Hamilton set for final Stars On Ice show
Source: |
Vancouver Sun |
Date: |
May 1, 2001 |
Author: |
Lyndon Little |
Copyright 2001 Pacific Press Ltd.
Vancouver skating fans may well look back on 2001 as the year the
city hit the jackpot.
The recent world championships - which attracted a record 214,000
paying customers - will probably always be memory No. 1. However, the
fact Vancouver will also be the venue for Scott Hamilton's final
performance with Stars On Ice will likely rate a fond remembrance as
well.
Earlier this year, the 42-year-old American ice icon announced
this would be his final season with the touring show, now in its 15th
year of operation. With Vancouver slated to be the final stop on a
77-city North American excursion, it's likely tonight's performance at
GM Place will be a particularly poignant time for the cast and crew.

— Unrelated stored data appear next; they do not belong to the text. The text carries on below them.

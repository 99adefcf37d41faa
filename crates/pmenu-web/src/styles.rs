#![forbid(unsafe_code)]

//! Stylesheets: the widget's own CSS inside the isolated root, and the
//! per-host CSS injected into the page `<head>`.

use crate::HOST_STYLES_ID;
use crate::document::{DomError, HostDocument};

/// Base widget stylesheet; `:host { all: initial }` cuts off inherited page
/// styles at the shadow boundary.
pub const BASE_STYLESHEET: &str = r#":host {
  all: initial;
}

.panda-menu {
  --panda-menu-bg: #111827;
  --panda-menu-fg: #f9fafb;
  --panda-menu-border: rgba(255, 255, 255, 0.12);
  font-family: system-ui, -apple-system, "Segoe UI", sans-serif;
  font-size: 14px;
  line-height: 1.4;
  color: var(--panda-menu-fg);
}

.panda-menu.theme-light {
  --panda-menu-bg: #ffffff;
  --panda-menu-fg: #111827;
  --panda-menu-border: rgba(17, 24, 39, 0.12);
}

.panda-menu-button {
  position: fixed;
  top: 12px;
  left: 12px;
  z-index: 2147483000;
  width: 36px;
  height: 36px;
  border: 1px solid var(--panda-menu-border);
  border-radius: 8px;
  background: var(--panda-menu-bg);
  color: var(--panda-menu-fg);
  cursor: pointer;
}

.panda-menu-sidebar {
  position: fixed;
  z-index: 2147483000;
  border: 1px solid var(--panda-menu-border);
  background: var(--panda-menu-bg);
  cursor: pointer;
}

.panda-menu-panel {
  z-index: 2147483001;
  width: var(--panda-menu-width);
  max-height: 80vh;
  overflow-y: auto;
  border: 1px solid var(--panda-menu-border);
  border-radius: 12px;
  background: var(--panda-menu-bg);
  box-shadow: 0 12px 32px rgba(0, 0, 0, 0.35);
}

.panda-menu-overlay {
  position: fixed;
  inset: 0;
  z-index: 2147483000;
  background: rgba(0, 0, 0, 0.5);
}

.panda-menu[data-open="false"] .panda-menu-panel,
.panda-menu[data-open="false"] .panda-menu-overlay {
  display: none;
}
"#;

/// Style text for the host rule's widget CSS block.
#[must_use]
pub fn widget_style_text(widget_css: &str) -> String {
    format!("/* Host-specific menu styles */\n{widget_css}")
}

/// Style text for the host page `<head>` block.
#[must_use]
pub fn host_style_text(hostname: &str, host_page_css: &str) -> String {
    format!("\n/* Panda Menu Host Styles - injected for {hostname} */\n{host_page_css}\n")
}

/// Append the host page stylesheet to `<head>` unless it is already there.
///
/// Returns whether a new element was injected.
pub fn inject_host_styles<D: HostDocument>(
    doc: &mut D,
    hostname: &str,
    host_page_css: &str,
) -> Result<bool, DomError> {
    if doc.element_by_id(HOST_STYLES_ID).is_some() {
        return Ok(false);
    }
    let style = doc.create_element("style")?;
    doc.set_attribute(&style, "id", HOST_STYLES_ID)?;
    doc.set_text(&style, &host_style_text(hostname, host_page_css))?;
    doc.append_to_head(&style)?;
    tracing::debug!(hostname, bytes = host_page_css.len(), "host page styles injected");
    Ok(true)
}

#[cfg(test)]
mod tests {
    use super::*;
    use crate::memory::MemoryDocument;
    use pretty_assertions::assert_eq;

    #[test]
    fn host_styles_are_injected_once() {
        let mut doc = MemoryDocument::new("dora.x.ethpandaops.io");
        assert!(inject_host_styles(&mut doc, "dora.x.ethpandaops.io", "nav{}").unwrap());
        assert!(!inject_host_styles(&mut doc, "dora.x.ethpandaops.io", "nav{}").unwrap());
        assert_eq!(doc.count_by_id(HOST_STYLES_ID), 1);

        let style = doc.element_by_id(HOST_STYLES_ID).unwrap();
        assert_eq!(doc.parent_element(&style), Some(doc.head()));
        assert_eq!(
            doc.text(style),
            "\n/* Panda Menu Host Styles - injected for dora.x.ethpandaops.io */\nnav{}\n"
        );
    }

    #[test]
    fn widget_block_is_labelled() {
        assert_eq!(
            widget_style_text(".b{}"),
            "/* Host-specific menu styles */\n.b{}"
        );
    }
}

"A couple of times I've been kind of caught up in some sadness,"
Hamilton said recently. "But on the whole, my idea was to make the
final year fun, one where I can savour every moment.

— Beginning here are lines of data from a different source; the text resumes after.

#![forbid(unsafe_code)]

//! The widget boundary.
//!
//! The lifecycle only needs three things from the menu UI: mount it into a
//! container with [`WidgetProps`], drive it through [`MenuControl`], and
//! remove its listeners on teardown. [`MenuWidget`] is the default
//! document-generic implementation: trigger, panel shell and keyboard
//! shortcuts. The panel's network contents are rendered elsewhere.

use core::fmt;
use std::cell::RefCell;
use std::rc::Rc;

use pmenu_core::{ColorMode, DisplayStyle, MenuMode, MenuSize, SidebarLayout, SidebarPosition};

use crate::document::{
    DomError, EventDisposition, EventKind, HostDocument, ListenerId, ListenerTarget,
};
use crate::keyboard;

/// Gap between an attach target's bottom edge and the dropdown.
pub const ATTACHED_PANEL_GAP_PX: f64 = 4.0;

/// Distance of the sidebar strip from the ends of its edge when not centered.
const SIDEBAR_EDGE_INSET_PX: u16 = 32;

/// Length of the collapsed sidebar strip along its edge.
const SIDEBAR_STRIP_LENGTH_PX: u16 = 96;

/// Imperative handle to a mounted menu.
pub trait MenuControl {
    fn open(&self);
    fn close(&self);
    fn is_open(&self) -> bool;

    fn toggle(&self) {
        if self.is_open() {
            self.close();
        } else {
            self.open();
        }
    }
}

#[derive(Debug, Default)]
struct MenuState {
    open: bool,
    transitions: u32,
}

type ChangeHook = Rc<dyn Fn(bool)>;

/// Open/closed state shared between the widget's listeners and its handle.
#[derive(Clone, Default)]
pub struct SharedMenu {
    state: Rc<RefCell<MenuState>>,
    hooks: Rc<RefCell<Vec<ChangeHook>>>,
}

impl fmt::Debug for SharedMenu {
    fn fmt(&self, f: &mut fmt::Formatter<'_>) -> fmt::Result {
        let state = self.state.borrow();
        f.debug_struct("SharedMenu")
            .field("open", &state.open)
            .field("transitions", &state.transitions)
            .field("hooks", &self.hooks.borrow().len())
            .finish()
    }
}

impl SharedMenu {
    /// Run `hook` with the new state after every open/close transition.
    pub fn on_change(&self, hook: impl Fn(bool) + 'static) {
        self.hooks.borrow_mut().push(Rc::new(hook));
    }

    /// Number of open/close transitions so far.
    #[must_use]
    pub fn transitions(&self) -> u32 {
        self.state.borrow().transitions
    }

    fn set_open(&self, open: bool) {
        {
            let mut state = self.state.borrow_mut();
            if state.open == open {
                return;
            }
            state.open = open;
            state.transitions += 1;
        }
        // Hooks may register further hooks.
        let hooks: Vec<ChangeHook> = self.hooks.borrow().clone();
        for hook in hooks {
            hook(open);
        }
    }
}

impl MenuControl for SharedMenu {
    fn open(&self) {
        self.set_open(true);
    }

    fn close(&self) {
        self.set_open(false);
    }

    fn is_open(&self) -> bool {
        self.state.borrow().open
    }
}

/// Presentation inputs for one mount.
#[derive(Debug, Clone, Copy, PartialEq)]
pub struct WidgetProps {
    pub mode: MenuMode,
    /// Height of the attach target, attached mode only.
    pub attach_target_height: Option<f64>,
    pub sidebar: SidebarLayout,
    pub display_style: DisplayStyle,
    pub menu_size: MenuSize,
    pub color_mode: ColorMode,
}

impl WidgetProps {
    #[must_use]
    pub fn new(mode: MenuMode) -> Self {
        Self {
            mode,
            attach_target_height: None,
            sidebar: SidebarLayout::default(),
            display_style: DisplayStyle::default(),
            menu_size: MenuSize::default(),
            color_mode: ColorMode::default(),
        }
    }
}

/// A widget mounted into a container.
pub struct MountedWidget<N> {
    pub root: N,
    pub control: Rc<dyn MenuControl>,
    /// Registrations removed on unmount.
    pub listeners: Vec<ListenerId>,
}

impl<N: fmt::Debug> fmt::Debug for MountedWidget<N> {
    fn fmt(&self, f: &mut fmt::Formatter<'_>) -> fmt::Result {
        f.debug_struct("MountedWidget")
            .field("root", &self.root)
            .field("open", &self.control.is_open())
            .field("listeners", &self.listeners)
            .finish()
    }
}

/// Renders the menu UI into a container element.
pub trait WidgetMounter<D: HostDocument> {
    fn mount(
        &self,
        doc: &mut D,
        container: &D::Node,
        props: &WidgetProps,
    ) -> Result<MountedWidget<D::Node>, DomError>;
}

/// Default widget shell.
#[derive(Debug, Clone, Copy, Default)]
pub struct MenuWidget;

impl MenuWidget {
    /// Mount and also return the [`SharedMenu`] so callers can observe it.
    pub fn mount_shared<D: HostDocument>(
        &self,
        doc: &mut D,
        container: &D::Node,
        props: &WidgetProps,
    ) -> Result<(MountedWidget<D::Node>, SharedMenu), DomError> {
        let menu = SharedMenu::default();
        let control: Rc<dyn MenuControl> = Rc::new(menu.clone());
        let mut listeners = Vec::new();

        let root = doc.create_element("div")?;
        let class = match props.color_mode {
            ColorMode::Light => "panda-menu theme-light",
            ColorMode::Dark | ColorMode::Unset => "panda-menu",
        };
        doc.set_attribute(&root, "class", class)?;
        doc.set_attribute(&root, "data-mode", props.mode.as_str())?;
        doc.set_attribute(&root, "data-display-style", props.display_style.as_str())?;
        doc.set_attribute(&root, "data-size", props.menu_size.as_str())?;
        doc.set_attribute(&root, "data-open", "false")?;
        doc.set_style(
            &root,
            "--panda-menu-width",
            &format!("{}px", props.menu_size.width_px()),
        )?;

        let trigger = match props.mode {
            MenuMode::Sidebar => Some(sidebar_strip(doc, &props.sidebar)?),
            mode if mode.has_own_trigger() => Some(floating_button(doc)?),
            _ => None,
        };
        if let Some(trigger) = trigger {
            doc.append_child(&root, &trigger)?;
            let toggle = Rc::clone(&control);
            listeners.push(doc.add_listener(
                ListenerTarget::Element(trigger),
                EventKind::Click,
                Rc::new(move |_| {
                    toggle.toggle();
                    EventDisposition::PASS
                }),
            )?);
        }

        if props.display_style == DisplayStyle::Modal {
            let overlay = doc.create_element("div")?;
            doc.set_attribute(&overlay, "class", "panda-menu-overlay")?;
            doc.set_attribute(&overlay, "aria-hidden", "true")?;
            doc.append_child(&root, &overlay)?;
            let close = Rc::clone(&control);
            listeners.push(doc.add_listener(
                ListenerTarget::Element(overlay),
                EventKind::Click,
                Rc::new(move |_| {
                    close.close();
                    EventDisposition::PASS
                }),
            )?);
        }

        let panel = doc.create_element("div")?;
        doc.set_attribute(&panel, "class", "panda-menu-panel")?;
        doc.set_attribute(&panel, "role", "menu")?;
        for (property, value) in panel_placement(props) {
            doc.set_style(&panel, property, &value)?;
        }
        doc.append_child(&root, &panel)?;
        doc.append_child(container, &root)?;

        listeners.push(keyboard::install(doc, Rc::clone(&control))?);

        Ok((
            MountedWidget {
                root,
                control,
                listeners,
            },
            menu,
        ))
    }
}

impl<D: HostDocument> WidgetMounter<D> for MenuWidget {
    fn mount(
        &self,
        doc: &mut D,
        container: &D::Node,
        props: &WidgetProps,
    ) -> Result<MountedWidget<D::Node>, DomError> {
        self.mount_shared(doc, container, props)
            .map(|(mounted, _)| mounted)
    }
}

fn floating_button<D: HostDocument>(doc: &mut D) -> Result<D::Node, DomError> {
    let button = doc.create_element("button")?;
    doc.set_attribute(&button, "type", "button")?;
    doc.set_attribute(&button, "class", "panda-menu-button")?;
    doc.set_attribute(&button, "aria-label", "Open ethPandaOps menu")?;
    doc.set_text(&button, "\u{1F43C}")?;
    Ok(button)
}

fn sidebar_strip<D: HostDocument>(
    doc: &mut D,
    layout: &SidebarLayout,
) -> Result<D::Node, DomError> {
    let strip = doc.create_element("div")?;
    doc.set_attribute(&strip, "class", "panda-menu-sidebar")?;
    doc.set_attribute(&strip, "role", "button")?;
    doc.set_attribute(&strip, "aria-label", "Open ethPandaOps menu")?;
    doc.set_attribute(&strip, "data-side", layout.side.as_str())?;
    doc.set_attribute(&strip, "data-position", layout.position.as_str())?;

    let thickness = format!("{}px", layout.collapsed_size);
    let length = format!("{SIDEBAR_STRIP_LENGTH_PX}px");
    let (across, along) = if layout.side.is_horizontal() {
        ("height", "width")
    } else {
        ("width", "height")
    };
    doc.set_style(&strip, layout.side.as_str(), "0")?;
    doc.set_style(&strip, across, &thickness)?;
    doc.set_style(&strip, along, &length)?;
    for (property, value) in along_edge(layout, SIDEBAR_STRIP_LENGTH_PX) {
        doc.set_style(&strip, property, &value)?;
    }
    Ok(strip)
}

/// Offsets placing an element of `length` px along the sidebar's edge.
fn along_edge(layout: &SidebarLayout, length: u16) -> Vec<(&'static str, String)> {
    let inset = format!("{SIDEBAR_EDGE_INSET_PX}px");
    let half = format!("-{}px", length / 2);
    match (layout.side.is_horizontal(), layout.position) {
        (false, SidebarPosition::Top) => vec![("top", inset)],
        (false, SidebarPosition::Bottom) => vec![("bottom", inset)],
        (false, _) => vec![("top", "50%".into()), ("margin-top", half)],
        (true, SidebarPosition::Left) => vec![("left", inset)],
        (true, SidebarPosition::Right) => vec![("right", inset)],
        (true, _) => vec![("left", "50%".into()), ("margin-left", half)],
    }
}

/// Inline placement of the dropdown panel.
#[must_use]
pub fn panel_placement(props: &WidgetProps) -> Vec<(&'static str, String)> {
    if props.display_style == DisplayStyle::Modal {
        return vec![
            ("position", "fixed".into()),
            ("top", "50%".into()),
            ("left", "50%".into()),
            ("transform", "translate(-50%, -50%)".into()),
        ];
    }
    match props.mode {
        MenuMode::Attached => {
            let top = props.attach_target_height.unwrap_or(0.0) + ATTACHED_PANEL_GAP_PX;
            vec![
                ("position", "absolute".into()),
                ("left", "0".into()),
                ("top", format!("{top}px")),
            ]
        }
        MenuMode::Sidebar => {
            let layout = props.sidebar;
            let mut placement = vec![
                ("position", "fixed".into()),
                (layout.side.as_str(), format!("{}px", layout.collapsed_size)),
            ];
            placement.extend(
                along_edge(&layout, 0)
                    .into_iter()
                    .filter(|(property, _)| !property.starts_with("margin")),
            );
            placement
        }
        MenuMode::Floating => vec![
            ("position", "fixed".into()),
            ("left", "16px".into()),
            ("top", "72px".into()),
        ],
        MenuMode::Hidden => vec![
            ("position", "fixed".into()),
            ("left", "16px".into()),
            ("top", "16px".into()),
        ],
    }
}

#[cfg(test)]
mod tests {
    use super::*;
    use crate::memory::{MemoryDocument, NodeId};
    use pmenu_core::{SidebarConfig, SidebarSide};
    use pretty_assertions::assert_eq;
    use std::cell::Cell;

    fn mount(doc: &mut MemoryDocument, props: &WidgetProps) -> (MountedWidget<NodeId>, SharedMenu) {
        let body = doc.body();
        MenuWidget.mount_shared(doc, &body, props).unwrap()
    }

    #[test]
    fn shared_menu_notifies_only_on_transitions() {
        let menu = SharedMenu::default();
        let seen = Rc::new(Cell::new(0_u32));
        let counter = Rc::clone(&seen);
        menu.on_change(move |_| counter.set(counter.get() + 1));

        menu.open();
        menu.open();
        menu.toggle();
        assert!(!menu.is_open());
        assert_eq!(menu.transitions(), 2);
        assert_eq!(seen.get(), 2);
    }

    #[test]
    fn floating_widget_has_a_toggling_button() {
        let mut doc = MemoryDocument::new("example.com");
        let (mounted, menu) = mount(&mut doc, &WidgetProps::new(MenuMode::Floating));
        let button = doc.find_by_class(mounted.root, "panda-menu-button").unwrap();
        doc.click(button);
        assert!(menu.is_open());
        assert_eq!(mounted.listeners.len(), 2);
        assert_eq!(doc.style(mounted.root, "--panda-menu-width"), Some("420px"));
    }

    #[test]
    fn attached_and_hidden_modes_render_no_trigger() {
        for mode in [MenuMode::Attached, MenuMode::Hidden] {
            let mut doc = MemoryDocument::new("example.com");
            let (mounted, _) = mount(&mut doc, &WidgetProps::new(mode));
            assert_eq!(doc.find_by_class(mounted.root, "panda-menu-button"), None);
            assert_eq!(doc.find_by_class(mounted.root, "panda-menu-sidebar"), None);
            assert_eq!(mounted.listeners.len(), 1, "{mode}");
        }
    }

    #[test]
    fn attached_panel_sits_below_target() {
        let props = WidgetProps {
            attach_target_height: Some(40.0),
            ..WidgetProps::new(MenuMode::Attached)
        };
        assert_eq!(
            panel_placement(&props),
            vec![
                ("position", "absolute".to_owned()),
                ("left", "0".to_owned()),
                ("top", "44px".to_owned()),
            ]
        );
    }

    #[test]
    fn sidebar_strip_follows_layout() {
        let mut doc = MemoryDocument::new("example.com");
        let props = WidgetProps {
            sidebar: SidebarConfig::on_side(SidebarSide::Right)
                .with_position(SidebarPosition::Bottom)
                .with_collapsed_size(20)
                .layout(),
            ..WidgetProps::new(MenuMode::Sidebar)
        };
        let (mounted, menu) = mount(&mut doc, &props);
        let strip = doc.find_by_class(mounted.root, "panda-menu-sidebar").unwrap();
        assert_eq!(doc.attribute(strip, "data-side"), Some("right"));
        assert_eq!(doc.style(strip, "right"), Some("0"));
        assert_eq!(doc.style(strip, "width"), Some("20px"));
        assert_eq!(doc.style(strip, "bottom"), Some("32px"));
        doc.click(strip);
        assert!(menu.is_open());
    }

    #[test]
    fn modal_overlay_click_closes() {
        let mut doc = MemoryDocument::new("example.com");
        let props = WidgetProps {
            display_style: DisplayStyle::Modal,
            color_mode: ColorMode::Light,
            ..WidgetProps::new(MenuMode::Hidden)
        };
        let (mounted, menu) = mount(&mut doc, &props);
        assert_eq!(
            doc.attribute(mounted.root, "class"),
            Some("panda-menu theme-light")
        );
        menu.open();
        let overlay = doc.find_by_class(mounted.root, "panda-menu-overlay").unwrap();
        doc.click(overlay);
        assert!(!menu.is_open());
    }
}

"However, I imagine near the end it will become more emotional. I
guess by the time we get to Vancouver it will be pretty tough. It's
going to be a special night. I've even got some friends coming up from
L.A. for the final show."
Bidding adieu to show skating is one thing. Saying goodbye to
Stars On Ice another. In many ways the show is his baby. Understand,
he's not just another hired hand but the tour's founder.
Following the 1984 season in which he won both Olympic gold and
his fourth consecutive world title, Hamilton turned professional with
Ice Capades. Two years later - in what may have been the worst
marketing decision in the history of skating - Ice Capades decided not
to pick up his option.
"Ice Capades was going through a sale at the time," explains
Hamilton, recalling what must have been an ego-crushing blow. "The
individual who was buying it didn't feel men sold
tickets. Fortunately, Bob Kain at IMG, my agent at the time, thought
it would be a good idea for his company to get into the skating show
business."
Adds Hamilton: "The idea was I'd put the show on the ice and
they'd put it in the buildings. We put a group of skaters and
production people together and, slowly, we built something that has
become huge."
Nevertheless, after more than a dozen years as the tour's
headliner - as well as surviving a battle with testicular cancer - the
native of Bowling Green, Ohio, began getting appeals from his body to
try something else.
"Last year, I really felt like it was time to shift gears," he
says. "To do another tour of 77 cities past this season personally
didn't make sense."
Not surprisingly, this year's tour has been billed the 'Scott
Lovefest' by close friend and fellow four-time world champion Kurt
Browning.
Browning, who shares the spotlight when the show hits Canada,
admits Hamilton's retirement has made it an emotional time.
"There's two ways we could all look at this," says Browning. "We
could party our way across the the country, or we could skate the
lights out. I think it's been the latter. I mean Scott's doing two
triple Lutz's in his programs."
As usual, the show picks up talent when it swings north of the
border. This year, former Russian world champions Alexei Yagudin and
Maria Butyrskaya are additions along with Canadian favourites Brian
Orser, Shae-Lynn Bourne and Victor Kraatz and Josee
Chouinard. Continuing from the U.S. tour along with Hamilton are
Browning, Steven Cousins and former U.S. pairs champions Jenni Meno
and Todd Sand. Olympic gold medallist Ilia Kulik, who is expecting the
birth of his first child with new partner Ekaterina Gordeeva, isn't
doing Canada this year.
"I like this year's show," says Hamilton. "You always have
favourite individual numbers from other years. But pretty much as a
whole it's better than anything we've done before."
So what's in the future for Hamilton? There's talk of a Broadway
show with a skating theme somewhere down the road.
"I'd really like to develop something like a theatre thing for a
couple of years from now," he says. "But that's going to take a lot of
time and creativity.
"Every year of my pro career it's been pretty much, 'Okay, this
year is up and running. Now, what am I going to do next year?' For
once I really haven't thought about next year much. I'm really trying
to discipline myself to the here and now."